No fps dependency on polygon count (sphere resolution) on i7, i5

Hey guys,

maybe someone can tell me where this strange behave is coming from?

For bench tests i set a fixed value of spheres (for example 5000 spheres) with different resolution.
Testing:

first: rSampel=zSample=10 >> 160 triangles/sphere
second: rSampel=zSample=20 >> 720 triangles/sphere
third: rSampel=zSample=30 >> 1680 triangles/sphere

So I have 3 test with:

5000x160=80.000 polygons
5000x720=3.600.000 polygons
5000x1680=8.400.000 polygons

I had expected a decrease of FPS with increasing polygon count.
It was indeed this case on my laptop with Win7

CPU: Intel Core Duo CPU L7500, 1,6 Ghz
RAM: 4 GB
GC: Intel GL960/GM965 Chipset
OpenGL: 2.0

But on other hardware with

CPU: i5 or i7 (OpenGL: 4.5 or higher)

the FPS being equal and seem to be dependent only on the number of objects and not by the number of polygons.

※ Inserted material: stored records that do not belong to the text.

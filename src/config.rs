//! Boot menu configuration

use serde::{Deserialize, Serialize};
use std::path::{Path, PathBuf};
use std::str::FromStr;
use thiserror::Error;

/// Flavor messages every entry draws from
pub const DEFAULT_FILLER: &[&str] = &[
    "Loading device drivers...",
    "Calibrating flux capacitor...",
    "Negotiating with caches...",
    "Dusting off floppy drives...",
    "Optimizing coffee-to-code ratio...",
    "Spinning up hamster wheel...",
    "Untangling ethernet cables...",
    "Warming up CRT glow...",
    "Patching memory leaks with duct tape...",
    "Reticulating splines...",
];

/// Extra messages only special entries draw from
pub const DEFAULT_SPECIAL_EXTRAS: &[&str] = &[
    "Checking kernel integrity...",
    "Priming bootloader vectors...",
    "Mounting root filesystem...",
    "Starting init process...",
    "Enabling VGA text mode...",
];

/// Config file name under the user config directory
const CONFIG_FILE: &str = "bootsys/menu.toml";

#[derive(Debug, Error)]
pub enum ConfigError {
    #[error("failed to read {}: {source}", .path.display())]
    Read {
        path: PathBuf,
        #[source]
        source: std::io::Error,
    },
    #[error("failed to parse menu config: {0}")]
    Parse(#[from] toml::de::Error),
    #[error("failed to serialize menu config: {0}")]
    Serialize(#[from] toml::ser::Error),
    #[error("boot menu has no entries")]
    NoEntries,
    #[error("entry {index} has an empty name")]
    EmptyName { index: usize },
    #[error("{field} must be greater than zero")]
    InvalidValue { field: &'static str },
}

/// A single menu entry
#[derive(Debug, Clone, PartialEq, Eq, Serialize, Deserialize)]
pub struct BootEntry {
    pub name: String,
    #[serde(default, skip_serializing_if = "Option::is_none")]
    pub url: Option<String>,
    #[serde(default, skip_serializing_if = "Option::is_none")]
    pub description: Option<String>,
    /// Marks the entry the cursor starts on
    #[serde(default, skip_serializing_if = "is_false")]
    pub selected: bool,
}

impl BootEntry {
    pub fn new(name: impl Into<String>, url: Option<&str>) -> Self {
        Self {
            name: name.into(),
            url: url.map(str::to_string),
            description: None,
            selected: false,
        }
    }

    /// Redirect target, treating a blank url as unset
    pub fn target(&self) -> Option<&str> {
        self.url.as_deref().map(str::trim).filter(|url| !url.is_empty())
    }
}

/// Menu-wide behavior
#[derive(Debug, Clone, PartialEq, Eq, Serialize, Deserialize)]
pub struct MenuSettings {
    #[serde(default = "default_title")]
    pub title: String,

    /// Prefix status lines with `[HH:MM:SS]`
    #[serde(default = "default_true")]
    pub timestamps: bool,

    /// Entry names (case-insensitive) that get the extended boot sequence
    #[serde(default = "default_special")]
    pub special: Vec<String>,

    /// Blackout duration before navigating
    #[serde(default = "default_redirect_ms")]
    pub redirect_ms: u64,

    /// Delay between pressing Esc and the exit dialog
    #[serde(default = "default_exit_delay_ms")]
    pub exit_delay_ms: u64,

    /// Boot log lines kept for display
    #[serde(default = "default_log_capacity")]
    pub log_capacity: usize,

    /// Leave the program once the exit dialog is acknowledged
    #[serde(default)]
    pub quit_on_exit: bool,
}

impl Default for MenuSettings {
    fn default() -> Self {
        Self {
            title: default_title(),
            timestamps: true,
            special: default_special(),
            redirect_ms: default_redirect_ms(),
            exit_delay_ms: default_exit_delay_ms(),
            log_capacity: default_log_capacity(),
            quit_on_exit: false,
        }
    }
}

/// Message pools for the boot sequence
#[derive(Debug, Clone, PartialEq, Eq, Serialize, Deserialize)]
pub struct MessageSettings {
    #[serde(default = "default_filler")]
    pub filler: Vec<String>,
    #[serde(default = "default_special_extras")]
    pub special: Vec<String>,
}

impl Default for MessageSettings {
    fn default() -> Self {
        Self {
            filler: default_filler(),
            special: default_special_extras(),
        }
    }
}

/// Complete menu configuration
#[derive(Debug, Clone, PartialEq, Eq, Serialize, Deserialize)]
pub struct BootConfig {
    #[serde(default)]
    pub menu: MenuSettings,
    #[serde(default)]
    pub messages: MessageSettings,
    #[serde(default, rename = "entry")]
    pub entries: Vec<BootEntry>,
}

impl Default for BootConfig {
    fn default() -> Self {
        let mut jsos = BootEntry::new("JSOS", None);
        jsos.description = Some(String::from("Operating system in a browser tab"));
        jsos.selected = true;

        let mut playground = BootEntry::new("Playground", None);
        playground.description = Some(String::from("Scratch projects and experiments"));

        let mut localhost = BootEntry::new("Localhost", Some("http://127.0.0.1/"));
        localhost.description = Some(String::from("There is no place like it"));

        Self {
            menu: MenuSettings::default(),
            messages: MessageSettings::default(),
            entries: vec![jsos, playground, localhost],
        }
    }
}

impl BootConfig {
    /// Default config location (`~/.config/bootsys/menu.toml`)
    pub fn default_path() -> Option<PathBuf> {
        dirs::config_dir().map(|dir| dir.join(CONFIG_FILE))
    }

    /// Load from `path`, or from the default location when `path` is `None`.
    ///
    /// An explicit path must exist. A missing file at the default location
    /// yields the built-in menu.
    pub fn load(path: Option<&Path>) -> Result<Self, ConfigError> {
        Self::load_or_default(path, Self::default_path())
    }

    fn load_or_default(path: Option<&Path>, fallback: Option<PathBuf>) -> Result<Self, ConfigError> {
        match path {
            Some(path) => Self::from_file(path),
            None => match fallback {
                Some(path) if path.exists() => Self::from_file(&path),
                _ => Ok(Self::default()),
            },
        }
    }

    pub fn from_file(path: &Path) -> Result<Self, ConfigError> {
        let content = std::fs::read_to_string(path).map_err(|source| ConfigError::Read {
            path: path.to_path_buf(),
            source,
        })?;
        content.parse()
    }

    pub fn to_toml(&self) -> Result<String, ConfigError> {
        Ok(toml::to_string_pretty(self)?)
    }

    pub fn validate(&self) -> Result<(), ConfigError> {
        if self.entries.is_empty() {
            return Err(ConfigError::NoEntries);
        }
        if let Some(index) = self.entries.iter().position(|e| e.name.trim().is_empty()) {
            return Err(ConfigError::EmptyName { index });
        }
        if self.menu.redirect_ms == 0 {
            return Err(ConfigError::InvalidValue { field: "menu.redirect_ms" });
        }
        if self.menu.exit_delay_ms == 0 {
            return Err(ConfigError::InvalidValue { field: "menu.exit_delay_ms" });
        }
        if self.menu.log_capacity == 0 {
            return Err(ConfigError::InvalidValue { field: "menu.log_capacity" });
        }
        Ok(())
    }

    /// First entry marked `selected`, else 0
    pub fn initial_cursor(&self) -> usize {
        self.entries.iter().position(|e| e.selected).unwrap_or(0)
    }

    /// Case-insensitive match against the configured special names
    pub fn special_predicate(&self) -> impl Fn(&BootEntry) -> bool + 'static {
        let keywords: Vec<String> = self
            .menu
            .special
            .iter()
            .map(|k| k.trim().to_lowercase())
            .collect();
        move |entry: &BootEntry| {
            let name = entry.name.trim().to_lowercase();
            keywords.iter().any(|k| *k == name)
        }
    }
}

impl FromStr for BootConfig {
    type Err = ConfigError;

    /// Parse and validate TOML text
    fn from_str(content: &str) -> Result<Self, Self::Err> {
        let config: BootConfig = toml::from_str(content)?;
        config.validate()?;
        Ok(config)
    }
}

fn is_false(value: &bool) -> bool {
    !*value
}

fn default_true() -> bool {
    true
}

fn default_title() -> String {
    "BOOT.SYS".to_string()
}

fn default_special() -> Vec<String> {
    vec!["jsos".to_string()]
}

fn default_redirect_ms() -> u64 {
    600
}

fn default_exit_delay_ms() -> u64 {
    1000
}

fn default_log_capacity() -> usize {
    64
}

fn default_filler() -> Vec<String> {
    DEFAULT_FILLER.iter().map(|m| m.to_string()).collect()
}

fn default_special_extras() -> Vec<String> {
    DEFAULT_SPECIAL_EXTRAS.iter().map(|m| m.to_string()).collect()
}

Only increase the number of sphere slow down the FPS independently from the sphere resolution.

I’ve tested this on windows and mac os machines.

I suspect a connection with the integrated GPU from CPU but I can not really explain it to me. :neutral_face:
Maybe it’s also an effect of the used openGL version? I really don’t know :confused:

For some help or suggestions I would be very grateful.

Your EsKay. :}

Your GPU can apparently handle all of the polygons you are throwing at it. Note: if the driver is good then often the occluded triangles are completely thrown away. Also note that half the triangles in your spheres are facing away anyway and will also be early-eliminated. So in the 8.4 million case you can feel like you are only rendering 4.2 million even before depth occlusion happens.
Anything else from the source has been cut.